Assistant Professor of Psychology John Christianson sees his research — on the neural mechanisms that allow mammals to distinguish between dangerous and safe environments, as well as the neural basis of stress resilience and emotion regulation — as having possible application in interventions for psychiatric conditions including post traumatic stress disorder, depression and anxiety. A research associate at the University of Colorado for seven years, he was recently named a 2013 NARSAD (National Alliance for Research on Schizophrenia, Anxiety & Depression) Young Investigator by the Brain and Behavior Research Foundation; he also holds a National Institutes of Mental Health “Pathway to Independence” grant. Christianson earned master’s and doctoral degrees from the University of New Hampshire, where he taught for three years. He is teaching Molecular Basis of Learning and Memory.
Associate Clinical Professor Mary Holper JD’03 is director of the Boston College Law School Immigration Clinic, a position she held at Roger Williams University School of Law, where she founded and directed the school’s immigration clinic. Holper’s past affiliation with BC Law included supervising students in the immigration clinics, and serving as a fellow for the Catholic Legal Immigration Network Inc. at the Immigration and Asylum Project, and a Human Rights Fellow for the BC Center for Human Rights and International Justice. Holper has worked with vulnerable non-citizen populations such as immigration detainees, refugees, juveniles, and victims of domestic violence and violent crime. She was among a team of attorneys and advocates who, for their efforts to lend assistance following a 2007 New Bedford immigration raid, was selected for the annual Daniel Levy Award from the National Immigration Project of the National Lawyers Guild.
Professor of Moral Theology Mary Jo Iozzio brings to the School of Theology and Ministry faculty her research and teaching interests in fundamental moral theology, bioethics and feminist ethics. She is the author of Self-Determination and the Moral Act: A Study of the Contributions of Odon Lottin, OSB and editor/contributor for Considering Religious Traditions in Bioethics: Christian and Jewish Voices and Calling for Justice Throughout the World: Catholic Women Theologians on the HIV/AIDS Pandemic, among others. She also served as co-editor of the Journal of the Society of Christian Ethics and editor for the Content and Context in Theological Ethics book series. A former faculty member at Barry University in Florida, Iozzio earned degrees from Pennsylvania State University, Providence College and Fordham University.

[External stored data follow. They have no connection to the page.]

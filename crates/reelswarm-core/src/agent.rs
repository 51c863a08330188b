//! Agent contract.
//!
//! An agent reads a fixed subset of the [`Context`](crate::context::Context)
//! through a [`Scope`], calls the generation service, and returns values for
//! the fields it declared in [`Agent::writes`]. Failures never escape an
//! agent: it returns fallback values and reports [`Outcome::Fallback`].

use std::fmt;

use async_trait::async_trait;
use serde::de::DeserializeOwned;
use serde_json::Value;

use crate::context::{ContextField, FieldValue, Scope};
use crate::error::SwarmError;
use crate::provider::{is_empty_structure, parse_structured, GenerationRequest, Generator, ProviderError};

/// How an agent's run ended.
#[derive(Debug, Clone, PartialEq, Eq)]
pub enum Outcome {
    Completed,
    /// Some or all output is a fallback value.
    Fallback { reason: String },
}

/// Values produced by one agent run.
#[derive(Debug, Clone, PartialEq)]
pub struct AgentOutput {
    pub values: Vec<FieldValue>,
    pub outcome: Outcome,
}

impl AgentOutput {
    pub fn completed(values: Vec<FieldValue>) -> Self {
        Self {
            values,
            outcome: Outcome::Completed,
        }
    }

    pub fn fallback(values: Vec<FieldValue>, reason: impl fmt::Display) -> Self {
        Self {
            values,
            outcome: Outcome::Fallback {
                reason: reason.to_string(),
            },
        }
    }

    pub fn is_fallback(&self) -> bool {
        matches!(self.outcome, Outcome::Fallback { .. })
    }
}

/// A unit of pipeline work bound to specific context fields.
#[async_trait]
pub trait Agent: Send + Sync {
    /// Stable label used in logs, notifications and provider requests.
    fn name(&self) -> &'static str;

    /// Fields this agent may write. Parallel siblings must not overlap.
    fn writes(&self) -> &'static [ContextField];

    /// Produce this agent's output. Must not fail.
    async fn run(&self, scope: &Scope<'_>) -> AgentOutput;
}

/// Why an agent fell back.
#[derive(Debug, thiserror::Error)]
pub enum AgentFailure {
    #[error(transparent)]
    Provider(#[from] ProviderError),

    #[error("response could not be parsed")]
    Unparseable,

    #[error("response was empty")]
    Empty,

    #[error("response missing {0}")]
    Missing(&'static str),
}

impl From<AgentFailure> for SwarmError {
    fn from(failure: AgentFailure) -> Self {
        match failure {
            AgentFailure::Provider(e) => SwarmError::Provider(e),
            other => SwarmError::Provider(ProviderError::Failed(other.to_string())),
        }
    }
}

/// Call the generator and parse a non-empty JSON structure.
pub async fn ask_json(
    generator: &dyn Generator,
    request: GenerationRequest,
) -> Result<Value, AgentFailure> {
    let raw = generator.invoke(&request).await?;
    let value = parse_structured(&raw);
    if is_empty_structure(&value) {
        return Err(AgentFailure::Unparseable);
    }
    Ok(value)
}

/// Call the generator and return trimmed, non-empty text.
pub async fn ask_text(
    generator: &dyn Generator,
    request: GenerationRequest,
) -> Result<String, AgentFailure> {
    let raw = generator.invoke(&request).await?;
    let text = raw.trim();
    if text.is_empty() {
        return Err(AgentFailure::Empty);
    }
    Ok(text.to_string())
}

/// Deserialize a list found either at the top level or under one of `keys`.
pub fn list_at<T: DeserializeOwned>(value: &Value, keys: &[&str]) -> Option<Vec<T>> {
    let list = if value.is_array() {
        value.clone()
    } else {
        keys.iter().find_map(|k| value.get(*k).filter(|v| v.is_array()))?.clone()
    };
    serde_json::from_value::<Vec<T>>(list)
        .ok()
        .filter(|items| !items.is_empty())
}

/// Truncate to at most `max` characters.
pub fn clip(text: &str, max: usize) -> String {
    text.chars().take(max).collect()
}

#[cfg(test)]
mod tests {
    use super::*;
    use serde_json::json;

    #[test]
    fn list_at_reads_top_level_or_keyed() {
        let top: Option<Vec<String>> = list_at(&json!(["a", "b"]), &["items"]);
        assert_eq!(top, Some(vec!["a".to_string(), "b".to_string()]));

        let keyed: Option<Vec<String>> = list_at(&json!({"items": ["c"]}), &["other", "items"]);
        assert_eq!(keyed, Some(vec!["c".to_string()]));

        let empty: Option<Vec<String>> = list_at(&json!({"items": []}), &["items"]);
        assert!(empty.is_none());

        let wrong: Option<Vec<u32>> = list_at(&json!(["x"]), &[]);
        assert!(wrong.is_none());
    }

    #[test]
    fn fallback_output_reports_reason() {
        let out = AgentOutput::fallback(vec![], AgentFailure::Missing("selected_topic"));
        assert!(out.is_fallback());
        assert_eq!(
            out.outcome,
            Outcome::Fallback {
                reason: "response missing selected_topic".to_string()
            }
        );
    }

    #[test]
    fn clip_counts_chars() {
        assert_eq!(clip("héllo", 2), "hé");
    }
}
//! Phase composition: disjoint parallel writes, chain visibility, fallbacks.

use std::sync::Arc;
use std::time::Duration;

use reelswarm_core::agents::{
    AudienceProfiler, CompetitorAnalyst, SeoOptimizer, TrendHunter,
};
use reelswarm_core::fakes::{MemorySink, ScriptedGenerator, StubMedia};
use reelswarm_core::{
    Context, NodePhases, NotificationKind, PhaseError, Phase, ScriptBlock, Step,
};

const STRATEGY_AGENTS: [&str; 3] = ["TrendHunter", "AudienceProfiler", "CompetitorAnalyst"];

fn strategy_group(generator: Arc<ScriptedGenerator>) -> Phase {
    Phase::new(
        "strategy",
        vec![Step::parallel(vec![
            Step::agent(TrendHunter::new(generator.clone())),
            Step::agent(AudienceProfiler::new(generator.clone())),
            Step::agent(CompetitorAnalyst::new(generator)),
        ])],
    )
    .unwrap()
}

async fn run_with_delays(delays: [u64; 3]) -> Context {
    let mut generator = ScriptedGenerator::happy();
    for (agent, secs) in STRATEGY_AGENTS.iter().zip(delays) {
        generator = generator.delay(agent, Duration::from_secs(secs));
    }
    let phase = strategy_group(Arc::new(generator));
    let mut ctx = Context::new("proj_test", "Ancient Rome");
    phase.run(&mut ctx, &MemorySink::new()).await.unwrap();
    ctx
}

#[tokio::test(start_paused = true)]
async fn test_disjoint_writes_commute_across_completion_orders() {
    let first = run_with_delays([1, 2, 3]).await;
    let second = run_with_delays([3, 2, 1]).await;
    let third = run_with_delays([2, 3, 1]).await;

    assert_eq!(first, second);
    assert_eq!(second, third);
    assert!(first.trends.is_array());
    assert!(first.audience_profile.is_object());
    assert!(first.competitor_analysis.is_object());
}

#[tokio::test(start_paused = true)]
async fn test_parallel_group_waits_for_slowest_branch() {
    let generator = ScriptedGenerator::happy().delay("CompetitorAnalyst", Duration::from_secs(30));
    let phase = strategy_group(Arc::new(generator));
    let mut ctx = Context::new("proj_test", "Ancient Rome");

    let started = tokio::time::Instant::now();
    phase.run(&mut ctx, &MemorySink::new()).await.unwrap();

    assert!(started.elapsed() >= Duration::from_secs(30));
    assert!(ctx.competitor_analysis.get("content_gaps").is_some());
}

#[test]
fn test_overlapping_parallel_writers_are_rejected() {
    let generator = Arc::new(ScriptedGenerator::new());
    let err = Phase::new(
        "assets",
        vec![Step::parallel(vec![
            Step::agent(SeoOptimizer::new(generator.clone())),
            Step::sequence(vec![Step::agent(SeoOptimizer::new(generator))]),
        ])],
    )
    .unwrap_err();

    match err {
        PhaseError::OverlappingWrites { phase, field } => {
            assert_eq!(phase, "assets");
            assert_eq!(field, "seo_package");
        }
        other => panic!("unexpected error: {other}"),
    }
}

#[test]
fn test_same_field_in_one_chain_is_allowed() {
    let generator = Arc::new(ScriptedGenerator::new());
    let phase = Phase::new(
        "seo",
        vec![Step::parallel(vec![Step::sequence(vec![
            Step::agent(SeoOptimizer::new(generator.clone())),
            Step::agent(SeoOptimizer::new(generator)),
        ])])],
    );
    assert!(phase.is_ok());
}

#[tokio::test]
async fn test_chain_inside_parallel_group_sees_its_own_outputs() {
    let generator = Arc::new(
        ScriptedGenerator::happy().respond("PromptEngineer", |req, _| Ok(req.prompt.clone())),
    );
    let phases = NodePhases::standard(generator, Arc::new(StubMedia::new())).unwrap();
    let mut ctx = Context::new("proj_test", "Ancient Rome");
    ctx.final_script = vec![
        ScriptBlock::new(0, "HOOK", "Listen."),
        ScriptBlock::new(1, "CTA", "Subscribe."),
    ];

    phases.assets.run(&mut ctx, &MemorySink::new()).await.unwrap();

    assert_eq!(ctx.visual_prompts.len(), 2);
    assert!(ctx.visual_prompts[0].prompt.contains("Style: Oil painting"));
    assert!(ctx.visual_prompts[1].prompt.contains("Narration: Subscribe."));
    assert_eq!(ctx.visual_prompts[1].index, 1);
    assert!(ctx.seo_package.get("titles").is_some());
    assert!(ctx.audio_instructions.get("audio_notes").is_some());
}

#[tokio::test]
async fn test_every_fallback_is_reported() {
    let phase = strategy_group(Arc::new(ScriptedGenerator::new()));
    let sink = MemorySink::new();
    let mut ctx = Context::new("proj_test", "Ancient Rome");

    let report = phase.run(&mut ctx, &sink).await.unwrap();

    assert_eq!(report.fallbacks().count(), 3);
    assert_eq!(sink.count(NotificationKind::Warning), 3);
    assert_eq!(sink.count(NotificationKind::DataUpdate), 3);
    assert_eq!(ctx.trends, TrendHunter::fallback("Ancient Rome"));
    assert_eq!(ctx.audience_profile, AudienceProfiler::fallback());
    assert_eq!(ctx.competitor_analysis, CompetitorAnalyst::fallback());
}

David Miele, an assistant professor in the Lynch School of Education Department of Counseling, Developmental and Educational Psychology, focuses on how students regulate their own learning and the ways in which students differ in metacognitive processes, in particular the areas of self-regulation and motivation. He has also studied individual differences in parent and teacher beliefs about student cognition. Miele earned his PhD in social psychology from Northwestern University and was a post-doctoral researcher at Columbia University. Prior to joining BC, he was an assistant professor in the Department of Human Development and Quantitative Methodology at the University of Maryland. His research has been accepted by journals including Child Development, Experimental Brain Research and the Journal of Cognitive Neuroscience.
Professor David Takeuchi is the inaugural associate dean of research for the Graduate School of Social Work, and its first Dorothy Book Scholar, following his tenure as professor and associate dean of research at the University of Washington School of Social Work. He studies the association of race, ethnicity, and socio-economic status with health, access to care, treatment, quality of care, and outcomes, his work highlighted by the National Latino and Asian American Study — one of the most comprehensive studies of Latinos and Asian Americans ever conducted. Takeuchi has been principal investigator of major grants from the National Institutes of Health and private foundations, and is currently a co-investigator of the Indigenous Wellness Research Institute funded by the NIH and Health Disparities. He holds bachelor’s, master’s and doctoral degrees from the University of Hawaii and was a postdoctoral fellow at Yale. He has been published in more than 100 peer-reviewed articles.